The Symposium is a column by Leland Culver '24 intended to act as a forum for the Amherst community to engage in dialogue together about current issues. If you would like to contribute to the Symposium, whether with suggestions for a topic, your opinion on this week’s topic or by guest-writing an installment yourself, you can submit by clicking this link.
About a week and a half ago, The New York Times published an opinion piece warning against what the author, political columnist Thomas B. Edsall, saw as the increased polarization and dehumanization of both sides of the political spectrum. Edsall warns that no matter which way the election goes in November, if it is close, there will be violence in the streets. The piece was well-written and presented a lot of evidence, but it set off my little centrism bias detection alarm, and I haven’t been able to get it out of my head since.
Much of Edsall’s evidence comes from the attention garnered by the summer’s Black Lives Matter protests, and in particular, he (and several of the article’s commenters) drew a direct equivalence between the actions of left-wing and right-wing groups at these protests.
This is a false equivalency, and it allows for the dismissal of good-faith, peaceful activism, which is an integral part of a healthy democracy, as either purely a tool of partisan politics or as the action of violent extremists, and at bottom, even perpetuates the attitude that leads to the dismissal of rampant police violence and over-focus on a vanishingly small amount of protest violence.
A recent report by the Armed Conflict Location and Event Data Project found that around 93 percent of Black Lives Matter protests between May and the end of August were peaceful. A recent protest this week in Portland, Oregon, the conditions and protests of which have been a centerpiece in debates about Black Lives Matter as a whole, was entirely peaceful, except perhaps for the nearby Proud Boys rally — a far-right group known for their violent gatherings.
In fact, to take it further, in the case of the Black Lives Matter protests, while they certainly include some extreme ideologues and demonstrations by groups advocating violence, most people protesting are not advocating violence, and a survey conducted in early June by Yahoo News and YouGov found that a majority of respondents support the protests. Meanwhile, the right-wing backlash seems to be made up mostly of armed militias and other extremist groups such as the Proud Boys.
So why is it that a survey also conducted in early June by Morning Consult found that 42 percent of respondents believed that most protestors intended to incite violence? And why do we still seem to be hung up on the 7 percent of protests that are violent?
One response you might have is that even one violent protest is something to condemn. I may not find that to be true without exception, but I can certainly understand the impulse. In a perfect world, no one should have to fear that violence might be committed against them or against their property.
I would suggest, however, that you should condemn just as strongly, if not more strongly, the violence perpetrated by the police system and the violence done to protestors by police, which has been a fixture of many protests, whether or not they are peaceful. If you’re going to condemn violence, you’d better make sure to condemn the state violence, too.
One might wonder why such a statement is even necessary.
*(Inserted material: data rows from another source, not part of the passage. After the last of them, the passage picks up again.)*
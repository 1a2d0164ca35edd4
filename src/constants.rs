//! Chain-engine constants

use crate::types::Hash;

/// All-zero hash: previous hash of genesis, and the hash half of the generation outpoint
pub const ZERO_HASH: Hash = [0u8; 32];

/// Output index carried by a generation input
pub const GENERATION_INPUT_INDEX: u32 = 0xffffffff;

/// Maximum money supply: 21,000,000 coins in base units
pub const MAX_MONEY: i64 = 21_000_000 * 100_000_000;

/// Maximum number of inputs per transaction
pub const MAX_INPUTS: usize = 1000;

/// Maximum number of outputs per transaction
pub const MAX_OUTPUTS: usize = 1000;

/// Maximum serialized transaction size: 1MB
pub const MAX_TX_SIZE: usize = 1_000_000;

/// Serialized block header size
pub const BLOCK_HEADER_SIZE: usize = 80;

/// Sequence number for final inputs
pub const SEQUENCE_FINAL: u32 = 0xffffffff;

/// Default cap on orphan blocks held in memory
pub const DEFAULT_MAX_ORPHAN_BLOCKS: usize = 750;

/// Default cap on orphan transactions held in memory
pub const DEFAULT_MAX_ORPHAN_TRANSACTIONS: usize = 100;

/// Default cap on the total serialized size of one orphan store: 5MB
pub const DEFAULT_MAX_ORPHAN_BYTES: usize = 5_000_000;

/// Default cap on pool entries before FIFO eviction
pub const DEFAULT_MAX_POOL_TRANSACTIONS: usize = 50_000;

/// Default bound on the number of blocks a single reorganization may detach
pub const DEFAULT_MAX_REORGANIZATION_DEPTH: u64 = 10_000;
Isn’t it obvious that to take an anti-violence stance on protests, one must also take an anti-violence stance on law enforcement? But America is one of many modern nations whose culture and law perpetuate the idea of the “State Monopoly on Violence,” which is the idea that it’s okay for the police to use violence on citizens, but not the other way around. This leads to the phenomenon wherein often the only way to garner popular support for your protest is to suffer in public, allowing the state to commit violence against you without ever retaliating. In reality, the reason 42 percent still see BLM activism as violent is due to the disproportionate amount of reporting on the violent protests versus the peaceful ones. This imbalance of coverage ultimately leads the centrist to see every protest as violent and every protestor as an inciter of violence.
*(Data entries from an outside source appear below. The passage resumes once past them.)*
//! Transaction pool priority queue for block template construction

use std::cmp::{Ordering, Reverse};
use std::collections::{BinaryHeap, HashMap, HashSet};

use crate::error::{ChainError, Result};
use crate::ledger;
use crate::storage::ChainRead;
use crate::types::*;

#[derive(Debug, Clone, PartialEq, Eq)]
struct QueueEntry {
    fee: Integer,
    sequence: Natural,
    hash: Hash,
}

impl Ord for QueueEntry {
    /// Higher fee first, then earlier admission
    fn cmp(&self, other: &Self) -> Ordering {
        self.fee
            .cmp(&other.fee)
            .then_with(|| Reverse(self.sequence).cmp(&Reverse(other.sequence)))
            .then_with(|| self.hash.cmp(&other.hash))
    }
}

impl PartialOrd for QueueEntry {
    fn partial_cmp(&self, other: &Self) -> Option<Ordering> {
        Some(self.cmp(other))
    }
}

#[derive(Debug, Clone)]
struct Pending {
    transaction: Transaction,
    fee: Integer,
    /// Unconfirmed sources, which must be dequeued first
    parents: Vec<Hash>,
}

/// Fee-ordered, dependency-aware queue over unconfirmed transactions
///
/// A transaction is only handed out once every unconfirmed transaction it spends has
/// been handed out by this same queue. Entries whose parents are still pending are
/// set aside under one of those parents and return to the heap when it is dequeued.
#[derive(Debug, Default)]
pub struct PriorityQueue {
    heap: BinaryHeap<QueueEntry>,
    pending: HashMap<Hash, Pending>,
    waiting: HashMap<Hash, Vec<QueueEntry>>,
    dequeued: HashSet<Hash>,
    outputs: HashMap<Hash, Vec<TransactionOutput>>,
    next_sequence: Natural,
}

impl PriorityQueue {
    pub fn new() -> Self {
        Self::default()
    }

    /// Enqueue: 𝒯𝒳 → ℤ
    ///
    /// fee = Σ input amounts − Σ output amounts, with each input resolved through an
    /// earlier enqueue, a confirmed descriptor, or a pool entry (in that order). An
    /// unresolvable input fails with `ParentTransactionNotFound`; the queue does not
    /// resolve orphans.
    pub fn enqueue<R: ChainRead + ?Sized>(&mut self, read: &R, tx: Transaction) -> Result<Hash> {
        let hash = tx.hash();
        if tx.is_generation() {
            return Err(ChainError::GenerationOutsideBlock(hash));
        }
        if self.pending.contains_key(&hash) || self.dequeued.contains(&hash) {
            return Err(ChainError::DuplicateTransaction(hash));
        }

        let mut input_value: Integer = 0;
        let mut parents = Vec::new();
        for input in &tx.inputs {
            let parent = input.prevout.hash;
            let output = if let Some(outputs) = self.outputs.get(&parent) {
                if !parents.contains(&parent) {
                    parents.push(parent);
                }
                outputs.get(input.prevout.index as usize).cloned()
            } else if read.descriptor(&parent)?.is_some() {
                ledger::resolve_output(read, &input.prevout)?
            } else if let Some(entry) = read.pool_entry(&parent)? {
                if !parents.contains(&parent) {
                    parents.push(parent);
                }
                entry.transaction.outputs.get(input.prevout.index as usize).cloned()
            } else {
                return Err(ChainError::ParentTransactionNotFound { transaction: hash, parent });
            };
            input_value += output.ok_or(ChainError::OutputIndexOutOfRange(input.prevout))?.value;
        }

        let fee = input_value - tx.total_output_value();
        let sequence = self.next_sequence;
        self.next_sequence += 1;

        self.outputs.insert(hash, tx.outputs.clone());
        self.pending.insert(hash, Pending { transaction: tx, fee, parents });
        self.heap.push(QueueEntry { fee, sequence, hash });
        Ok(hash)
    }

    /// Dequeue: the highest-fee ready transaction, ties by enqueue order
    pub fn dequeue(&mut self) -> Option<Transaction> {
        while let Some(entry) = self.heap.pop() {
            let blocked = match self.pending.get(&entry.hash) {
                Some(pending) => pending.parents.iter().find(|p| !self.dequeued.contains(*p)).copied(),
                // Removed after being queued
                None => continue,
            };
            if let Some(parent) = blocked {
                self.waiting.entry(parent).or_default().push(entry);
                continue;
            }

            let pending = self.pending.remove(&entry.hash)?;
            self.dequeued.insert(entry.hash);
            if let Some(released) = self.waiting.remove(&entry.hash) {
                self.heap.extend(released);
            }
            return Some(pending.transaction);
        }
        None
    }

    /// Fee of a queued transaction
    pub fn fee(&self, hash: &Hash) -> Option<Integer> {
        self.pending.get(hash).map(|pending| pending.fee)
    }

    /// Drop a queued transaction; its descendants can then never become ready
    pub fn remove(&mut self, hash: &Hash) -> Option<Transaction> {
        self.pending.remove(hash).map(|pending| pending.transaction)
    }

    /// Transactions enqueued and not yet dequeued or removed
    pub fn len(&self) -> usize {
        self.pending.len()
    }

    pub fn is_empty(&self) -> bool {
        self.pending.is_empty()
    }
}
And this is where Edsall’s worries come from. This is where the impulse to condemn the protests for their extremism comes from, because when violence is coming from somewhere that isn’t the state, it feels like law and order have broken down.
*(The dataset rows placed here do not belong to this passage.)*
//! # Chain-Engine
//!
//! Chain management for a proof-of-work ledger: indexes blocks and transactions,
//! tracks which outputs are spent, holds payloads whose parents are missing, keeps
//! the best chain (greatest cumulative work) and switches to a heavier branch when
//! one appears.
//!
//! ## Architecture
//!
//! The engine sits between two collaborators it does not own:
//! - Storage ([`storage::KeyValueStore`]): namespaced records committed in atomic batches
//! - Validation ([`validation::Validator`]): context-free block checks and
//!   per-transaction verification
//!
//! and is layered as:
//! - Orphan Store (payloads waiting for a parent, linked through a hash graph)
//! - Ledger Index (spent markers on confirmed and pooled transactions)
//! - Magnet (attach and detach of transactions and blocks)
//! - Reorganization (fork point search and branch switch)
//! - Block and Transaction Processors (the public write path)
//!
//! ## Design Principles
//!
//! 1. **Atomic Steps**: every block attach or detach commits as one storage batch
//! 2. **Single Writer**: all mutations run under one exclusive lock
//! 3. **Fail Stop**: a fatal error halts mutation until an operator clears it
//!
//! ## Usage
//!
//! ```rust
//! use std::sync::Arc;
//! use chain_engine::{ChainConfig, ChainEngine};
//! use chain_engine::storage::MemoryStore;
//! use chain_engine::validation::ConsensusValidator;
//!
//! let engine = ChainEngine::open(
//!     Arc::new(MemoryStore::new()),
//!     Arc::new(ConsensusValidator::new()),
//!     ChainConfig::default(),
//! )
//! .unwrap();
//! assert_eq!(engine.best_tip().unwrap(), None);
//! ```

pub mod types;
pub mod constants;
pub mod error;
pub mod serialize;
pub mod merkle;
pub mod pow;
pub mod config;
pub mod storage;
pub mod hash_graph;
pub mod orphan;
pub mod ledger;
pub mod validation;
pub mod magnet;
pub mod reorganization;
pub mod mempool;
pub mod events;
pub mod processor;

// Re-export commonly used types
pub use types::*;
pub use constants::*;
pub use config::ChainConfig;
pub use error::{ChainError, ErrorKind, Result};
pub use events::{ChainEvent, ChainListener};
pub use processor::{BlockProcessor, ChainContext, ChainState, TransactionProcessor};

use std::sync::Arc;

use storage::{KeyValueStore, StoreView};
use validation::Validator;

/// Main chain engine handle
///
/// Cheap to clone; every clone drives the same chain state.
///
/// # Examples
///
/// ```
/// use std::sync::Arc;
/// use chain_engine::{ChainConfig, ChainEngine};
/// use chain_engine::types::*;
/// use chain_engine::merkle::block_merkle_root;
/// use chain_engine::pow::mine_header;
/// use chain_engine::storage::MemoryStore;
/// use chain_engine::validation::ConsensusValidator;
///
/// let engine = ChainEngine::open(
///     Arc::new(MemoryStore::new()),
///     Arc::new(ConsensusValidator::new()),
///     ChainConfig::default(),
/// )
/// .unwrap();
///
/// // Genesis: a single generation transaction
/// let mut genesis = Block {
///     header: BlockHeader {
///         version: 1,
///         prev_block_hash: [0; 32],
///         merkle_root: [0; 32],
///         timestamp: 1231006505,
///         bits: 0x207fffff,
///         nonce: 0,
///     },
///     transactions: vec![Transaction {
///         version: 1,
///         inputs: vec![TransactionInput {
///             prevout: OutPoint { hash: [0; 32], index: 0xffffffff },
///             script_sig: vec![0x00],
///             sequence: 0xffffffff,
///         }],
///         outputs: vec![TransactionOutput {
///             value: 5000000000, // 50 BTC
///             script_pubkey: vec![0x51],
///         }],
///         lock_time: 0,
///     }],
/// };
/// genesis.header.merkle_root = block_merkle_root(&genesis).unwrap();
/// assert!(mine_header(&mut genesis.header, 1_000).unwrap());
///
/// let hash = genesis.hash();
/// assert_eq!(engine.blocks().accept(hash, genesis).unwrap(), vec![hash]);
/// assert_eq!(engine.best_tip().unwrap(), Some(hash));
/// ```
#[derive(Clone)]
pub struct ChainEngine {
    state: Arc<ChainState>,
}

impl ChainEngine {
    /// Open the engine over a store, rebuilding in-memory state from it
    pub fn open(
        store: Arc<dyn KeyValueStore>,
        validator: Arc<dyn Validator>,
        config: ChainConfig,
    ) -> Result<Self> {
        Self::with_context(ChainContext::new(store, validator, config))
    }

    pub fn with_context(context: ChainContext) -> Result<Self> {
        Ok(Self { state: Arc::new(ChainState::open(context)?) })
    }

    /// Block processor over this engine's state
    pub fn blocks(&self) -> BlockProcessor {
        BlockProcessor::new(self.state.clone())
    }

    /// Transaction processor over this engine's state
    pub fn transactions(&self) -> TransactionProcessor {
        TransactionProcessor::new(self.state.clone())
    }

    /// Register a listener for chain events
    pub fn subscribe(&self, listener: Arc<dyn ChainListener>) {
        self.state.subscribe(listener)
    }

    pub fn best_tip(&self) -> Result<Option<Hash>> {
        self.state.best_tip()
    }

    pub fn block_info(&self, hash: &Hash) -> Result<Option<BlockInfo>> {
        self.blocks().block_info(hash)
    }

    /// Pool transactions in admission order
    pub fn pool_transactions(&self) -> Result<Vec<Transaction>> {
        self.state.pool_transactions()
    }

    /// Up to `max` pool transactions, highest fee first, parents before children
    ///
    /// # Examples
    ///
    /// ```
    /// use std::sync::Arc;
    /// use chain_engine::{ChainConfig, ChainEngine};
    /// use chain_engine::storage::MemoryStore;
    /// use chain_engine::validation::ConsensusValidator;
    ///
    /// let engine = ChainEngine::open(
    ///     Arc::new(MemoryStore::new()),
    ///     Arc::new(ConsensusValidator::new()),
    ///     ChainConfig::default(),
    /// )
    /// .unwrap();
    /// assert!(engine.block_template(100).unwrap().is_empty());
    /// ```
    pub fn block_template(&self, max: usize) -> Result<Vec<Transaction>> {
        self.state.block_template(max)
    }

    /// The input currently spending `outpoint`, if any
    pub fn spent_by(&self, outpoint: &OutPoint) -> Result<Option<InPoint>> {
        self.state.read(|_, view| ledger::spent_by(&view, outpoint))
    }

    pub fn is_halted(&self) -> bool {
        self.state.is_halted()
    }

    /// Operator action: resume after a fatal error
    pub fn clear_halt(&self) -> Result<()> {
        self.state.clear_halt()
    }

    /// Run a read against committed storage under the shared chain lock
    pub fn view<T>(&self, f: impl FnOnce(StoreView<'_>) -> Result<T>) -> Result<T> {
        self.state.read(|_, view| f(view))
    }

    pub fn context(&self) -> &ChainContext {
        self.state.context()
    }
}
Out here, in Amherst, we on-campus students are physically distanced, as it were, from much of the protest, peaceful or otherwise, still going on across America. That can open us up to the fear of violence or extremists “from both sides,” whatever our political leanings. That isolation is what has led many protests to move into the suburbs, demanding the support of those who are usually able to keep a comfortable distance from any unrest.
Seeing people marching through the streets of normally quiet and quaint neighborhoods feels abnormal. It feels extreme, but it only feels that way because we’ve been taught that even shouting is unforgivable in white neighborhoods while physical violence is commonplace in Black neighborhoods. We’ve been taught that violence is abnormal against white bodies but normal against Black bodies. We’ve been taught that it’s abnormal against the police but normal against the citizens, and those are lessons we need to unlearn.
We think that anti-violence is a neutral position, but it is often applied in a way that subtly allows for violence against the already marginalized while preserving the untouchability of those at the top. We want to be even-handed, but that often leads to drawing a false equivalence between a movement that is largely peaceful and one that is largely violent. We need to redefine our attitude towards violence so that we don’t follow that instinctive impulse to focus on and vigorously condemn a few violent protests while offering weak condolences to the peaceful victims of state violence. We need to accept that violence is a part of change just as much as we accept that it is a reality of presumed peace, or that peace will forever be presumed.